The overall purpose of this study is to examine the efficacy of prophylactic low-level laser therapy (LLLT) to reduce the incidence of oral mucositis and adverse events in patients receiving combined modality therapy consisting of chemotherapy and radiation therapy for head and neck cancer.

The purpose of study is to see if adding probiotics to corticosteroid treatment for children with PFAPA could improve the health and daily of patients through reduction in febrile period frequency and length, along with concomitant reduction of associated symptoms. Current standard of care incorporates the administration of corticosteroids; however, while limiting the symptoms associated with PFAPA, corticosteroid use has been shown to increase the frequency at which these symptoms occur. Investigators hypothesize that administration of probiotics along with corticosteroids will work to decrease the frequency at which the febrile episodes occur. Additionally, probiotics may decrease the maximal fever experienced during these episodes, amount of corticosteroid needed to control the symptoms, average length of the episodes, and the number of patients who ultimately undergo tonsillectomy due to unsuccessful treatment with medication.

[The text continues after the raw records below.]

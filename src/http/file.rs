//! File response module
//!
//! Serves a file from disk as `application/octet-stream` with a
//! `Content-Disposition` header, honouring `If-None-Match` and single byte
//! ranges.

use std::io;
use std::path::Path;

use http_body_util::Full;
use hyper::body::Bytes;
use hyper::header::{
    ACCEPT_RANGES, CONTENT_DISPOSITION, CONTENT_RANGE, CONTENT_TYPE, ETAG, IF_NONE_MATCH, RANGE,
};
use hyper::{Method, Request, Response, StatusCode};
use tokio::fs;

use super::cache;
use super::content_type::OCTET_STREAM;
use super::range::{parse_range, ByteRange};
use super::response::{server_error, HttpResponse};
use crate::logger;

/// Send the file as a download named after its path
pub async fn file<B>(req: &Request<B>, path: impl AsRef<Path>) -> HttpResponse {
    let path = path.as_ref();
    let disposition = format!("attachment; filename={:?}", path.display().to_string());
    serve(req, path, &disposition).await
}

/// Send the file as an attachment, prompting the client to save it
pub async fn attachment<B>(req: &Request<B>, path: impl AsRef<Path>) -> HttpResponse {
    serve(req, path.as_ref(), "attachment").await
}

/// Send the file inline, for display in the browser
pub async fn inline<B>(req: &Request<B>, path: impl AsRef<Path>) -> HttpResponse {
    serve(req, path.as_ref(), "inline").await
}

async fn serve<B>(req: &Request<B>, path: &Path, disposition: &str) -> HttpResponse {
    let data = match fs::read(path).await {
        Ok(d) => d,
        Err(e) => return read_failure(path, &e),
    };

    let header = |name| req.headers().get(name).and_then(|v| v.to_str().ok());
    let etag = cache::generate_etag(&data);
    let total = data.len();
    let is_head = req.method() == Method::HEAD;

    let builder = Response::builder()
        .header(CONTENT_DISPOSITION, disposition)
        .header(CONTENT_TYPE, OCTET_STREAM)
        .header(ETAG, &etag)
        .header(ACCEPT_RANGES, "bytes");

    if cache::is_fresh(header(IF_NONE_MATCH), &etag) {
        return finish(builder.status(StatusCode::NOT_MODIFIED), Bytes::new());
    }

    let (builder, body) = match parse_range(header(RANGE), total) {
        ByteRange::Full => (builder.status(StatusCode::OK), Bytes::from(data)),
        ByteRange::Partial(span) => {
            let (start, end) = (*span.start(), *span.end());
            let builder = builder
                .status(StatusCode::PARTIAL_CONTENT)
                .header(CONTENT_RANGE, format!("bytes {start}-{end}/{total}"));
            (builder, Bytes::from(data).slice(span))
        }
        ByteRange::Unsatisfiable => {
            let builder = builder
                .status(StatusCode::RANGE_NOT_SATISFIABLE)
                .header(CONTENT_RANGE, format!("bytes */{total}"));
            (builder, Bytes::new())
        }
    };

    finish(builder, if is_head { Bytes::new() } else { body })
}

fn finish(builder: hyper::http::response::Builder, body: Bytes) -> HttpResponse {
    builder.body(Full::new(body)).unwrap_or_else(|e| {
        logger::log_error(&format!("Failed to build file response: {e}"));
        server_error(StatusCode::INTERNAL_SERVER_ERROR, &e.to_string())
    })
}

fn read_failure(path: &Path, err: &io::Error) -> HttpResponse {
    match err.kind() {
        io::ErrorKind::NotFound => server_error(StatusCode::NOT_FOUND, "404 page not found"),
        io::ErrorKind::PermissionDenied => server_error(StatusCode::FORBIDDEN, "403 Forbidden"),
        _ => {
            logger::log_error(&format!("Failed to read file '{}': {err}", path.display()));
            server_error(
                StatusCode::INTERNAL_SERVER_ERROR,
                "500 Internal Server Error",
            )
        }
    }
}

#[cfg(test)]
mod tests {
    use super::*;
    use http_body_util::BodyExt;

    fn temp_file(name: &str, contents: &[u8]) -> std::path::PathBuf {
        let dir = std::env::temp_dir().join("hyper-render-file-tests");
        std::fs::create_dir_all(&dir).unwrap();
        let path = dir.join(name);
        std::fs::write(&path, contents).unwrap();
        path
    }

    fn get(headers: &[(&str, &str)]) -> Request<()> {
        let mut builder = Request::builder().uri("/download");
        for (k, v) in headers {
            builder = builder.header(*k, *v);
        }
        builder.body(()).unwrap()
    }

    async fn body_bytes(resp: HttpResponse) -> Bytes {
        resp.into_body().collect().await.unwrap().to_bytes()
    }

    #[tokio::test]
    async fn test_file_sets_disposition_with_name() {
        let path = temp_file("report.txt", b"hello file");
        let resp = file(&get(&[]), &path).await;
        assert_eq!(resp.status(), StatusCode::OK);
        assert_eq!(resp.headers()[CONTENT_TYPE], OCTET_STREAM);
        let disposition = resp.headers()[CONTENT_DISPOSITION].to_str().unwrap().to_string();
        assert!(disposition.starts_with("attachment; filename=\""));
        assert!(disposition.ends_with("report.txt\""));
        assert_eq!(body_bytes(resp).await, Bytes::from_static(b"hello file"));
    }

    #[tokio::test]
    async fn test_attachment_and_inline() {
        let path = temp_file("inline.txt", b"abc");
        let resp = attachment(&get(&[]), &path).await;
        assert_eq!(resp.headers()[CONTENT_DISPOSITION], "attachment");
        let resp = inline(&get(&[]), &path).await;
        assert_eq!(resp.headers()[CONTENT_DISPOSITION], "inline");
    }

    #[tokio::test]
    async fn test_missing_file_is_404() {
        let resp = attachment(&get(&[]), "/definitely/not/here.bin").await;
        assert_eq!(resp.status(), StatusCode::NOT_FOUND);
    }

    #[tokio::test]
    async fn test_range_and_etag() {
        let path = temp_file("range.bin", b"0123456789");
        let resp = inline(&get(&[("range", "bytes=2-4")]), &path).await;
        assert_eq!(resp.status(), StatusCode::PARTIAL_CONTENT);
        assert_eq!(resp.headers()[CONTENT_RANGE], "bytes 2-4/10");
        let etag = resp.headers()[ETAG].to_str().unwrap().to_string();
        assert_eq!(body_bytes(resp).await, Bytes::from_static(b"234"));

        let resp = inline(&get(&[("if-none-match", etag.as_str())]), &path).await;
        assert_eq!(resp.status(), StatusCode::NOT_MODIFIED);

        let resp = inline(&get(&[("range", "bytes=50-")]), &path).await;
        assert_eq!(resp.status(), StatusCode::RANGE_NOT_SATISFIABLE);
        assert_eq!(resp.headers()[CONTENT_RANGE], "bytes */10");
    }
}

The primary objective of this study is to determine the efficacy of Dentoxol® mouthrinse in reducing the severity of oral mucositis secondary to radiation therapy for head and neck cancer.

Oral mucositis (OM) can affect up to 90% of head and neck cancer (HNC) patients treated with radiation therapy (RT). The Mucositis Study Group of the Multinational Association of Supportive Care in Cancer and International Society of Oral Oncology (MASCC/ISOO) recommends the use of photobiomodulation (PBM) in the prevention of OM. PBM is the application of lasers or non-coherent light sources such as LEDs, to beneficially influence cellular metabolism. Even though PBM has proved its efficacy, this therapeutic option is currently limited by lack of standardization, accuracy and reproducibility. CareMin650 has been developed to overcome these issues, since it allows a reproducible delivery of light, independently of the operator. Additionally, it is easy to use and user-friendly. PrOMiSE is a prospective, interventional, one-group, open-label, multicentric, international study conducted in European sites, specialized in radio-oncology. Patients with head and neck cancer (HNC) starting RT and with no oral mucositis (OM) lesion at the time of inclusion, will be eligible. They will be treated by PBM using CareMin650 during the whole period of radiotherapy.

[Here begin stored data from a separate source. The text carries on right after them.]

//! HTTP response building module
//!
//! Every format writer funnels through [`blob`], so status and header handling
//! is the same whatever the payload.

use std::io;

use http_body_util::Full;
use hyper::body::Bytes;
use hyper::header::{HeaderValue, CONTENT_TYPE, LOCATION};
use hyper::{HeaderMap, Response, StatusCode};
use serde::Serialize;

use super::content_type::{
    APPLICATION_JSON, APPLICATION_XML, OCTET_STREAM, TEXT_HTML, TEXT_PLAIN,
};
use super::params::{self, Param};
use crate::logger;

/// Response type produced by every buffered writer
pub type HttpResponse = Response<Full<Bytes>>;

/// Standard XML declaration prepended when the payload lacks one
pub const XML_HEADER: &str = "<?xml version=\"1.0\" encoding=\"UTF-8\"?>\n";

/// Element wrapping XML payloads that have no natural element name
pub const XML_ROOT: &str = "response";

/// Write raw bytes with `Content-Type: application/octet-stream`
///
/// `params` may override the status (default 200) and any header,
/// including `Content-Type`.
///
/// # Examples
/// ```
/// use hyper_render::http::{blob, Param};
/// let resp = blob("raw", &[Param::Status(201), Param::header("X-Foo", "bar")]);
/// assert_eq!(resp.status(), 201);
/// assert_eq!(resp.headers()["x-foo"], "bar");
/// assert_eq!(resp.headers()["content-type"], "application/octet-stream");
/// ```
pub fn blob(data: impl Into<Bytes>, params: &[Param]) -> HttpResponse {
    let mut headers = HeaderMap::new();
    headers.insert(CONTENT_TYPE, HeaderValue::from_static(OCTET_STREAM));
    let status = params::apply(params, &mut headers);

    let mut response = Response::new(Full::new(data.into()));
    *response.status_mut() = status;
    *response.headers_mut() = headers;
    response
}

/// `blob` whose content type is forced after the caller's params
fn typed_blob(data: impl Into<Bytes>, params: &[Param], content_type: &'static str) -> HttpResponse {
    let mut response = blob(data, params);
    response
        .headers_mut()
        .insert(CONTENT_TYPE, HeaderValue::from_static(content_type));
    response
}

/// Write a string as `text/plain; charset=utf-8`
pub fn plain_text(text: impl Into<String>, params: &[Param]) -> HttpResponse {
    typed_blob(text.into(), params, TEXT_PLAIN)
}

/// Write a string as `text/html; charset=utf-8`
pub fn html(text: impl Into<String>, params: &[Param]) -> HttpResponse {
    typed_blob(text.into(), params, TEXT_HTML)
}

/// Marshal `value` to JSON with HTML escaping, as `application/json`
pub fn json<T: Serialize + ?Sized>(value: &T, params: &[Param]) -> HttpResponse {
    match encode_json(value) {
        Ok(body) => typed_blob(body, params, APPLICATION_JSON),
        Err(e) => {
            logger::log_render_failure("json", 500, &e);
            server_error(StatusCode::INTERNAL_SERVER_ERROR, &e.to_string())
        }
    }
}

/// Marshal `value` to XML, as `application/xml`
///
/// The standard declaration is prepended unless one already appears in the
/// first 100 bytes of the encoded payload.
pub fn xml<T: Serialize + ?Sized>(value: &T, params: &[Param]) -> HttpResponse {
    let encoded = match encode_xml(value) {
        Ok(s) => s,
        Err(e) => {
            logger::log_render_failure("xml", 500, &e);
            return server_error(StatusCode::INTERNAL_SERVER_ERROR, &e);
        }
    };

    let head = &encoded.as_bytes()[..encoded.len().min(100)];
    let body = if contains(head, b"<?xml") {
        encoded
    } else {
        format!("{XML_HEADER}{encoded}")
    };
    typed_blob(body, params, APPLICATION_XML)
}

/// Build 204 No Content response
pub fn no_content() -> HttpResponse {
    Response::builder()
        .status(StatusCode::NO_CONTENT)
        .body(Full::new(Bytes::new()))
        .unwrap_or_else(|e| {
            log_build_error("204", &e);
            Response::new(Full::new(Bytes::new()))
        })
}

/// Build redirect response with the given status
pub fn redirect(target: &str, status: StatusCode) -> HttpResponse {
    Response::builder()
        .status(status)
        .header(LOCATION, target)
        .header(CONTENT_TYPE, TEXT_HTML)
        .body(Full::new(Bytes::from(format!(
            "<a href=\"{}\">{}</a>.\n",
            escape_html(target),
            status.canonical_reason().unwrap_or("Redirect")
        ))))
        .unwrap_or_else(|e| {
            log_build_error(status.as_str(), &e);
            server_error(StatusCode::INTERNAL_SERVER_ERROR, &e.to_string())
        })
}

/// Plain text error response: the message followed by a newline
pub fn server_error(status: StatusCode, message: &str) -> HttpResponse {
    Response::builder()
        .status(status)
        .header(CONTENT_TYPE, TEXT_PLAIN)
        .header("X-Content-Type-Options", "nosniff")
        .body(Full::new(Bytes::from(format!("{message}\n"))))
        .unwrap_or_else(|e| {
            log_build_error(status.as_str(), &e);
            Response::new(Full::new(Bytes::from("Error")))
        })
}

/// JSON encoding with `<`, `>`, `&`, U+2028 and U+2029 escaped, newline terminated
pub fn encode_json<T: Serialize + ?Sized>(value: &T) -> Result<Vec<u8>, serde_json::Error> {
    let mut buf = Vec::with_capacity(128);
    let mut ser = serde_json::Serializer::with_formatter(&mut buf, HtmlSafeFormatter);
    value.serialize(&mut ser)?;
    buf.push(b'\n');
    Ok(buf)
}

/// XML encoding; values without an element name are wrapped in [`XML_ROOT`]
pub fn encode_xml<T: Serialize + ?Sized>(value: &T) -> Result<String, String> {
    quick_xml::se::to_string(value).or_else(|_| {
        quick_xml::se::to_string_with_root(XML_ROOT, value).map_err(|e| e.to_string())
    })
}

struct HtmlSafeFormatter;

impl serde_json::ser::Formatter for HtmlSafeFormatter {
    fn write_string_fragment<W>(&mut self, writer: &mut W, fragment: &str) -> io::Result<()>
    where
        W: ?Sized + io::Write,
    {
        let mut start = 0;
        for (i, ch) in fragment.char_indices() {
            let escaped = match ch {
                '<' => "\\u003c",
                '>' => "\\u003e",
                '&' => "\\u0026",
                '\u{2028}' => "\\u2028",
                '\u{2029}' => "\\u2029",
                _ => continue,
            };
            writer.write_all(fragment[start..i].as_bytes())?;
            writer.write_all(escaped.as_bytes())?;
            start = i + ch.len_utf8();
        }
        writer.write_all(fragment[start..].as_bytes())
    }
}

fn contains(haystack: &[u8], needle: &[u8]) -> bool {
    haystack.windows(needle.len()).any(|w| w == needle)
}

fn escape_html(s: &str) -> String {
    s.replace('&', "&amp;")
        .replace('<', "&lt;")
        .replace('>', "&gt;")
        .replace('"', "&quot;")
}

/// Log response build error
fn log_build_error(status: &str, error: &hyper::http::Error) {
    logger::log_error(&format!("Failed to build {status} response: {error}"));
}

Oral mucositis (OM) is a common adverse effect of chemotherapy, radiotherapy and conditioning regimens before Hematopoietic Stem Cell Transplantation (HSCT). The aim of this study is to effectiveness of cryotherapy as a prophylactic treatment in children undergoing HSCT.

This study is a randomized, double-blind, sham-controlled, two-arm study conducted in subjects receiving chemoradiation therapy for the treatment of head and neck cancer to assess the efficacy of MuGard. The study will evaluate the ability of MuGard to reduce the symptoms of oral mucositis. The study includes a treatment period of approximately 7 weeks depending on the subject's prescribed radiation plan. MuGard is a liquid that is classified as a medical device. It is a hydrated polymer system (oral hydrogel) and is intended for the management of oral mucositis/stomatitis. When gently distributed within the mouth, the mucoadhesive formulation results in the formation of a protective coating over the oral mucosa. Subjects undergoing chemotherapy with radiation for the treatment of head and neck cancer are at high risk of developing oral mucositis as an adverse side-effect of cancer treatment. MuGard was previously shown to reduce the incidence and severity of mucositis in head and neck cancer patients undergoing radiation therapy when compared with data from historical control groups. The purpose of this study is to perform a direct comparison of the effectiveness of MuGard with a control group.

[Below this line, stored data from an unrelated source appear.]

//! Query string helpers
//!
//! Queries are handled as sorted multi-maps so rewritten URLs are stable.

use std::collections::BTreeMap;

/// Parsed query parameters, keys in sorted order
pub type QueryMap = BTreeMap<String, Vec<String>>;

pub fn parse_query(query: &str) -> QueryMap {
    let mut map = QueryMap::new();
    for (key, value) in url::form_urlencoded::parse(query.as_bytes()) {
        map.entry(key.into_owned()).or_default().push(value.into_owned());
    }
    map
}

pub fn encode_query(map: &QueryMap) -> String {
    let mut serializer = url::form_urlencoded::Serializer::new(String::new());
    for (key, values) in map {
        for value in values {
            serializer.append_pair(key, value);
        }
    }
    serializer.finish()
}

/// Apply `edit` to the query of `target`, keeping its path and fragment
///
/// # Examples
/// ```
/// use hyper_render::http::query::rewrite_query;
/// let url = rewrite_query("/items?b=2&a=1#top", |q| {
///     q.insert("page".into(), vec!["3".into()]);
/// });
/// assert_eq!(url, "/items?a=1&b=2&page=3#top");
/// ```
pub fn rewrite_query(target: &str, edit: impl FnOnce(&mut QueryMap)) -> String {
    let (rest, fragment) = match target.split_once('#') {
        Some((rest, fragment)) => (rest, Some(fragment)),
        None => (target, None),
    };
    let (base, query) = rest.split_once('?').unwrap_or((rest, ""));

    let mut map = parse_query(query);
    edit(&mut map);
    let query = encode_query(&map);

    let mut out = String::with_capacity(target.len() + 16);
    out.push_str(base);
    if !query.is_empty() {
        out.push('?');
        out.push_str(&query);
    }
    if let Some(fragment) = fragment {
        out.push('#');
        out.push_str(fragment);
    }
    out
}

The purpose of this study is to determine whether an oral rinse composed of botanical extracts is effective in the prevention of severe inflammation of the lining of the oral cavity caused by chemotherapy and radiation therapy for head and neck cancer.

The primary objective of the study is to assess the effect of RK-0202 versus placebo on the incidence and severity of oral mucositis in subjects receiving radiation therapy for head and neck cancer. Concurrent chemotherapy is not allowed in the study.